Rescue by Birth: Defective Placental Maturation and Late Fetal Mortality

THOMAS STALLMACH, MD, GUNDULA HEBISCH, MD, KARIN MEIER, MD, JOACHIM W. DUDENHAUSEN, MD and MARTIN VOGEL, MD

From Pediatric Pathology, the Department of Pathology, and the Department of Obstetrics, University Hospital, Zurich, Switzerland, and the Department of Obstetrics, and the Institute of Pediatric Pathology and Placentology, Charite, Campus Virchow-Klinikum, Humboldt University, Berlin, Germany.

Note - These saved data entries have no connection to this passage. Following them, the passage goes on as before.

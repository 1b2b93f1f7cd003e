// SPDX-License-Identifier: AGPL-3.0-or-later
// Copyright (c) 2025 ReifyDB

use rowkey_core::{
	IndexId, Result,
	error::diagnostic::dictionary::DictionaryError,
	netbuf::{NetReader, NetWriter},
	return_error,
};

const RECORD: &str = "index statistics";

const VERSION_INITIAL: u16 = 1;
/// Adds the per entry type counters.
const VERSION_ENTRY_TYPES: u16 = 2;

/// Size and cardinality estimates of one index.
#[derive(Debug, Clone, PartialEq, Eq)]
pub struct IndexStats {
	pub gl_index_id: IndexId,
	pub data_size: i64,
	pub rows: i64,
	pub actual_disk_size: i64,
	pub entry_deletes: i64,
	pub entry_single_deletes: i64,
	pub entry_merges: i64,
	pub entry_others: i64,
	/// Distinct values of each key prefix, `[n]` covering the first `n + 1`
	/// key parts.
	pub distinct_keys_per_prefix: Vec<i64>,
}

impl IndexStats {
	pub fn new(gl_index_id: IndexId) -> Self {
		Self {
			gl_index_id,
			data_size: 0,
			rows: 0,
			actual_disk_size: 0,
			entry_deletes: 0,
			entry_single_deletes: 0,
			entry_merges: 0,
			entry_others: 0,
			distinct_keys_per_prefix: Vec::new(),
		}
	}

	/// Adds (or with `increment == false` subtracts) `other`. A missing
	/// disk size is estimated as `estimated_data_len` per row.
	pub fn merge(&mut self, other: &IndexStats, increment: bool, estimated_data_len: i64) {
		self.gl_index_id = other.gl_index_id;
		if self.distinct_keys_per_prefix.len() < other.distinct_keys_per_prefix.len() {
			self.distinct_keys_per_prefix.resize(other.distinct_keys_per_prefix.len(), 0);
		}
		let sign = if increment { 1 } else { -1 };
		let disk_size = if other.actual_disk_size != 0 {
			other.actual_disk_size
		} else {
			estimated_data_len * other.rows
		};

		self.rows += sign * other.rows;
		self.data_size += sign * other.data_size;
		self.actual_disk_size += sign * disk_size;
		self.entry_deletes += sign * other.entry_deletes;
		self.entry_single_deletes += sign * other.entry_single_deletes;
		self.entry_merges += sign * other.entry_merges;
		self.entry_others += sign * other.entry_others;
		for (mine, theirs) in self.distinct_keys_per_prefix.iter_mut().zip(&other.distinct_keys_per_prefix) {
			*mine += sign * theirs;
		}
	}

	/// `[version:2][index id:8][data_size][rows][actual_disk_size][prefix count]
	/// [deletes][single deletes][merges][others][distinct:8]*`
	pub fn to_bytes(&self) -> Vec<u8> {
		let mut out = NetWriter::with_capacity(2 + 8 * (9 + self.distinct_keys_per_prefix.len()));
		out.write_u16(VERSION_ENTRY_TYPES);
		out.write(&self.gl_index_id.to_bytes());
		for value in [self.data_size, self.rows, self.actual_disk_size, self.distinct_keys_per_prefix.len() as i64] {
			out.write_u64(value as u64);
		}
		for value in [self.entry_deletes, self.entry_single_deletes, self.entry_merges, self.entry_others] {
			out.write_u64(value as u64);
		}
		for value in &self.distinct_keys_per_prefix {
			out.write_u64(*value as u64);
		}
		out.into_inner()
	}

	pub fn from_bytes(data: &[u8]) -> Result<Self> {
		let invalid_size = || DictionaryError::InvalidRecordSize {
			record: RECORD,
			size: data.len(),
		};
		let mut reader = NetReader::new(data);
		let version = reader.read_u16().ok_or_else(invalid_size)?;
		if version != VERSION_INITIAL && version != VERSION_ENTRY_TYPES {
			return_error!(DictionaryError::UnknownVersion {
				record: RECORD,
				version,
			});
		}

		let gl_index_id = reader.read(8).and_then(IndexId::from_bytes).ok_or_else(invalid_size)?;
		let mut next = || reader.read_u64().map(|v| v as i64).ok_or_else(invalid_size);
		let mut stats = IndexStats::new(gl_index_id);
		stats.data_size = next()?;
		stats.rows = next()?;
		stats.actual_disk_size = next()?;
		let prefixes = next()?;
		if version >= VERSION_ENTRY_TYPES {
			stats.entry_deletes = next()?;
			stats.entry_single_deletes = next()?;
			stats.entry_merges = next()?;
			stats.entry_others = next()?;
		}
		if prefixes < 0 {
			return Err(invalid_size().into());
		}
		for _ in 0..prefixes {
			stats.distinct_keys_per_prefix.push(next()?);
		}
		if reader.remaining() != 0 {
			return Err(invalid_size().into());
		}
		Ok(stats)
	}
}

#[cfg(test)]
mod tests {
	use super::*;

	fn sample() -> IndexStats {
		IndexStats {
			data_size: 4096,
			rows: 100,
			actual_disk_size: 2048,
			entry_deletes: 3,
			entry_single_deletes: 1,
			entry_merges: 0,
			entry_others: 2,
			distinct_keys_per_prefix: vec![10, 100],
			..IndexStats::new(IndexId::new(0, 260))
		}
	}

	#[test]
	fn test_bytes() {
		let stats = sample();
		let bytes = stats.to_bytes();
		assert_eq!(&bytes[..2], &[0, 2]);
		assert_eq!(bytes.len(), 2 + 8 + 8 * 8 + 2 * 8);
		assert_eq!(IndexStats::from_bytes(&bytes).unwrap(), stats);
	}

	#[test]
	fn test_initial_version() {
		let mut out = NetWriter::new();
		out.write_u16(VERSION_INITIAL);
		out.write(&IndexId::new(0, 300).to_bytes());
		for value in [10u64, 5, 20, 1, 5] {
			out.write_u64(value);
		}
		let stats = IndexStats::from_bytes(out.as_slice()).unwrap();
		assert_eq!(stats.rows, 5);
		assert_eq!(stats.distinct_keys_per_prefix, vec![5]);
		assert_eq!(stats.entry_deletes, 0);
	}

	#[test]
	fn test_rejects_bad_records() {
		let mut bytes = sample().to_bytes();
		bytes[1] = 9;
		assert_eq!(IndexStats::from_bytes(&bytes).unwrap_err().code(), "DICT_001");

		let bytes = sample().to_bytes();
		assert_eq!(IndexStats::from_bytes(&bytes[..bytes.len() - 1]).unwrap_err().code(), "DICT_002");
	}

	#[test]
	fn test_merge() {
		let mut total = IndexStats::new(IndexId::new(0, 260));
		total.merge(&sample(), true, 0);
		total.merge(&sample(), true, 0);
		assert_eq!(total.rows, 200);
		assert_eq!(total.distinct_keys_per_prefix, vec![20, 200]);

		total.merge(&sample(), false, 0);
		assert_eq!(total, sample());

		let mut estimated = IndexStats::new(IndexId::new(0, 260));
		let delta = IndexStats {
			rows: 4,
			..IndexStats::new(IndexId::new(0, 260))
		};
		estimated.merge(&delta, true, 16);
		assert_eq!(estimated.actual_disk_size, 64);
	}
}
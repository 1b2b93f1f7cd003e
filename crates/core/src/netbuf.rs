// SPDX-License-Identifier: AGPL-3.0-or-later
// Copyright (c) 2025 ReifyDB

//! Network byte order (big-endian) cursors.
//!
//! [`NetWriter`] appends to an owned, growable buffer. [`NetReader`] walks a
//! borrowed slice and checks the remaining length before every read, so a
//! truncated input surfaces as `None` instead of an out-of-bounds access.

#[derive(Debug, Clone, Default, PartialEq, Eq)]
pub struct NetWriter {
	buf: Vec<u8>,
}

impl NetWriter {
	pub fn new() -> Self {
		Self {
			buf: Vec::new(),
		}
	}

	pub fn with_capacity(capacity: usize) -> Self {
		Self {
			buf: Vec::with_capacity(capacity),
		}
	}

	#[inline]
	pub fn write(&mut self, bytes: &[u8]) {
		self.buf.extend_from_slice(bytes);
	}

	#[inline]
	pub fn write_u8(&mut self, value: u8) {
		self.buf.push(value);
	}

	#[inline]
	pub fn write_u16(&mut self, value: u16) {
		self.buf.extend_from_slice(&value.to_be_bytes());
	}

	#[inline]
	pub fn write_u32(&mut self, value: u32) {
		self.buf.extend_from_slice(&value.to_be_bytes());
	}

	#[inline]
	pub fn write_u64(&mut self, value: u64) {
		self.buf.extend_from_slice(&value.to_be_bytes());
	}

	/// Appends `n` zero bytes, returning the position of the first.
	pub fn allocate(&mut self, n: usize) -> usize {
		let pos = self.buf.len();
		self.buf.resize(pos + n, 0);
		pos
	}

	/// Overwrites already-written bytes. Returns false when `pos..pos+len`
	/// is not inside the buffer.
	pub fn write_at(&mut self, pos: usize, bytes: &[u8]) -> bool {
		match self.buf.get_mut(pos..pos + bytes.len()) {
			Some(dst) => {
				dst.copy_from_slice(bytes);
				true
			}
			None => false,
		}
	}

	pub fn write_u16_at(&mut self, pos: usize, value: u16) -> bool {
		self.write_at(pos, &value.to_be_bytes())
	}

	#[inline]
	pub fn len(&self) -> usize {
		self.buf.len()
	}

	#[inline]
	pub fn is_empty(&self) -> bool {
		self.buf.is_empty()
	}

	pub fn truncate(&mut self, len: usize) {
		self.buf.truncate(len);
	}

	pub fn clear(&mut self) {
		self.buf.clear();
	}

	pub fn as_slice(&self) -> &[u8] {
		&self.buf
	}

	pub fn into_inner(self) -> Vec<u8> {
		self.buf
	}
}

#[derive(Debug, Clone, Copy)]
pub struct NetReader<'a> {
	data: &'a [u8],
	pos: usize,
}

impl<'a> NetReader<'a> {
	pub fn new(data: &'a [u8]) -> Self {
		Self {
			data,
			pos: 0,
		}
	}

	pub fn empty() -> Self {
		Self::new(&[])
	}

	/// Consumes `n` bytes, or nothing at all when fewer remain.
	#[inline]
	pub fn read(&mut self, n: usize) -> Option<&'a [u8]> {
		if self.remaining() < n {
			return None;
		}
		let out = &self.data[self.pos..self.pos + n];
		self.pos += n;
		Some(out)
	}

	#[inline]
	pub fn read_u8(&mut self) -> Option<u8> {
		self.read(1).map(|b| b[0])
	}

	#[inline]
	pub fn read_u16(&mut self) -> Option<u16> {
		self.read(2).map(|b| u16::from_be_bytes([b[0], b[1]]))
	}

	#[inline]
	pub fn read_u32(&mut self) -> Option<u32> {
		self.read(4).map(|b| u32::from_be_bytes([b[0], b[1], b[2], b[3]]))
	}

	#[inline]
	pub fn read_u64(&mut self) -> Option<u64> {
		self.read(8).map(|b| {
			let mut raw = [0u8; 8];
			raw.copy_from_slice(b);
			u64::from_be_bytes(raw)
		})
	}

	pub fn peek_u8(&self) -> Option<u8> {
		self.data.get(self.pos).copied()
	}

	#[inline]
	pub fn remaining(&self) -> usize {
		self.data.len() - self.pos
	}

	#[inline]
	pub fn position(&self) -> usize {
		self.pos
	}

	/// The unread tail.
	pub fn rest(&self) -> &'a [u8] {
		&self.data[self.pos..]
	}

	/// Bytes consumed since `from`, a position previously returned by
	/// [`position`](Self::position).
	pub fn consumed_since(&self, from: usize) -> &'a [u8] {
		&self.data[from..self.pos]
	}
}
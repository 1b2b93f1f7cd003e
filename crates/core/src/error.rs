// SPDX-License-Identifier: AGPL-3.0-or-later
// Copyright (c) 2025 ReifyDB

use std::fmt::{self, Display, Formatter, Write};

use serde::{Deserialize, Serialize};

pub mod diagnostic;

#[derive(Debug, Clone, PartialEq, Serialize, Deserialize)]
pub struct Diagnostic {
	pub code: String,
	pub message: String,
	pub label: Option<String>,
	pub help: Option<String>,
	pub notes: Vec<String>,
	pub cause: Option<Box<Diagnostic>>,
}

impl Diagnostic {
	pub fn with_cause(mut self, cause: Diagnostic) -> Self {
		self.cause = Some(Box::new(cause));
		self
	}

	pub fn render(&self) -> String {
		let mut out = String::new();
		self.render_into(&mut out, 0);
		out
	}

	fn render_into(&self, out: &mut String, depth: usize) {
		let indent = "  ".repeat(depth);
		let _ = writeln!(out, "{}{}: {}", indent, self.code, self.message);
		if let Some(label) = &self.label {
			let _ = writeln!(out, "{}  = {}", indent, label);
		}
		if let Some(help) = &self.help {
			let _ = writeln!(out, "{}  help: {}", indent, help);
		}
		for note in &self.notes {
			let _ = writeln!(out, "{}  note: {}", indent, note);
		}
		if let Some(cause) = &self.cause {
			let _ = writeln!(out, "{}caused by:", indent);
			cause.render_into(out, depth + 1);
		}
	}
}

impl Display for Diagnostic {
	fn fmt(&self, f: &mut Formatter<'_>) -> fmt::Result {
		f.write_fmt(format_args!("{}", self.code))
	}
}

pub trait IntoDiagnostic {
	fn into_diagnostic(self) -> Diagnostic;
}

impl IntoDiagnostic for Diagnostic {
	fn into_diagnostic(self) -> Diagnostic {
		self
	}
}

#[derive(Debug, Clone, PartialEq)]
pub struct Error(pub Diagnostic);

impl Display for Error {
	fn fmt(&self, f: &mut Formatter<'_>) -> fmt::Result {
		let out = self.0.render();
		f.write_str(out.trim_end())
	}
}

impl Error {
	pub fn diagnostic(self) -> Diagnostic {
		self.0
	}

	pub fn code(&self) -> &str {
		&self.0.code
	}
}

impl std::error::Error for Error {}

impl From<Diagnostic> for Error {
	fn from(diagnostic: Diagnostic) -> Self {
		Error(diagnostic)
	}
}

#[macro_export]
macro_rules! return_error {
	($diagnostic:expr) => {
		return Err($crate::Error($crate::IntoDiagnostic::into_diagnostic($diagnostic)))
	};
}

#[macro_export]
macro_rules! error {
	($diagnostic:expr) => {
		$crate::Error($crate::IntoDiagnostic::into_diagnostic($diagnostic))
	};
}

#[macro_export]
macro_rules! internal_error {
	($($arg:tt)*) => {
		$crate::error::diagnostic::internal::internal(format!($($arg)*))
	};
}
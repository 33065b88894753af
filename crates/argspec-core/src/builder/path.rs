//! Path-valued argument factories.

use std::path::{Path, PathBuf};

use super::{lookup_str, Decoded};
use crate::arg::{Arg, SchemaType};
use crate::error::ArgError;
use crate::path::{PathError, ProjectLocation, ProjectRelativePath};

fn reject(key: &str, error: PathError) -> ArgError {
    let key = key.to_string();
    match error {
        PathError::Empty => ArgError::MissingRequired { key },
        PathError::NotAbsolute(_) => ArgError::NotAbsolute { key },
        PathError::Traversal(_) | PathError::Rooted(_) => ArgError::TraversalViolation { key },
    }
}

fn decoded<T: 'static>(
    key: String,
    description: String,
    parse: fn(&str) -> Result<T, PathError>,
) -> Decoded<T> {
    let lookup_key = key.clone();
    Decoded::new(key, description, SchemaType::String, move |arguments| {
        match lookup_str(arguments, &lookup_key)? {
            None => Ok(None),
            Some(raw) => parse(raw).map(Some).map_err(|e| reject(&lookup_key, e)),
        }
    })
}

/// Required absolute project root, trailing separators stripped.
pub fn project_location(
    key: impl Into<String>,
    description: impl Into<String>,
) -> Arg<ProjectLocation> {
    decoded(key.into(), description.into(), |raw| ProjectLocation::new(raw)).required()
}

/// Required path inside a project. Inputs that climb out of the project
/// or carry a root are rejected with "Path is outside the project directory".
pub fn project_relative_path(
    key: impl Into<String>,
    description: impl Into<String>,
) -> Arg<ProjectRelativePath> {
    decoded(key.into(), description.into(), |raw| ProjectRelativePath::new(raw)).required()
}

/// Optional variant of [`project_relative_path`]. Absent or blank yields `None`.
pub fn optional_project_relative_path(
    key: impl Into<String>,
    description: impl Into<String>,
) -> Arg<Option<ProjectRelativePath>> {
    decoded(key.into(), description.into(), |raw| ProjectRelativePath::new(raw)).optional()
}

/// Required absolute filesystem path, taken as given.
pub fn absolute_path(key: impl Into<String>, description: impl Into<String>) -> Arg<PathBuf> {
    decoded(key.into(), description.into(), |raw| {
        if Path::new(raw).is_absolute() {
            Ok(PathBuf::from(raw))
        } else {
            Err(PathError::NotAbsolute(raw.to_string()))
        }
    })
    .required()
}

Address reprint requests to: Thomas Stallmach, MD, Pediatric Pathology/Department of Pathology University Hospital Schmelzbergstr. 12 Zurich, CH-8091 Switzerland E-mail: thomas.stallmach{at}pty.usz.ch

Objective: To estimate the incidence and lethality of placental maturation defect, and to determine the impact of the pattern of placental dysfunction on the risk of recurrent stillbirth or maternal disease in later life.

Methods: Questionnaire and archival analysis of fetal deaths from placental dysfunction at 32–42 weeks (1975–1995 in Zurich), classified as chronic (parenchyma loss) or acute (maturation defect of the terminal chorionic villi). Population survey of 17,415 consecutive unselected singleton placentas (1994–1998 in Berlin).

Results: Of the 71 stillbirths, 34 were due to parenchyma loss and 37 to maturation defect. Parenchyma loss predominated in the first pregnancy (73.5% compared with 43.2%; P < .05). The risks of recurrent stillbirth and subsequent childlessness did not differ between the two groups. Eleven percent of mothers whose placenta had maturation defect had diabetes in the index pregnancy; none of the other women in the group developed diabetes over the 5–20-year observation period. In the population survey, incidence of maturation defect was 5.7%, and was associated with fetal death in 2.3% of cases. Normal placentas were associated with fetal death in 0.033%.

Conclusion: Placental maturation defect can be a cause of fetal hypoxia. Although the risk of stillbirth is 70-fold that of a normal placenta, few affected fetuses actually die. The risk of recurrent stillbirth is tenfold above baseline and occurs mostly after 35 weeks’ gestation.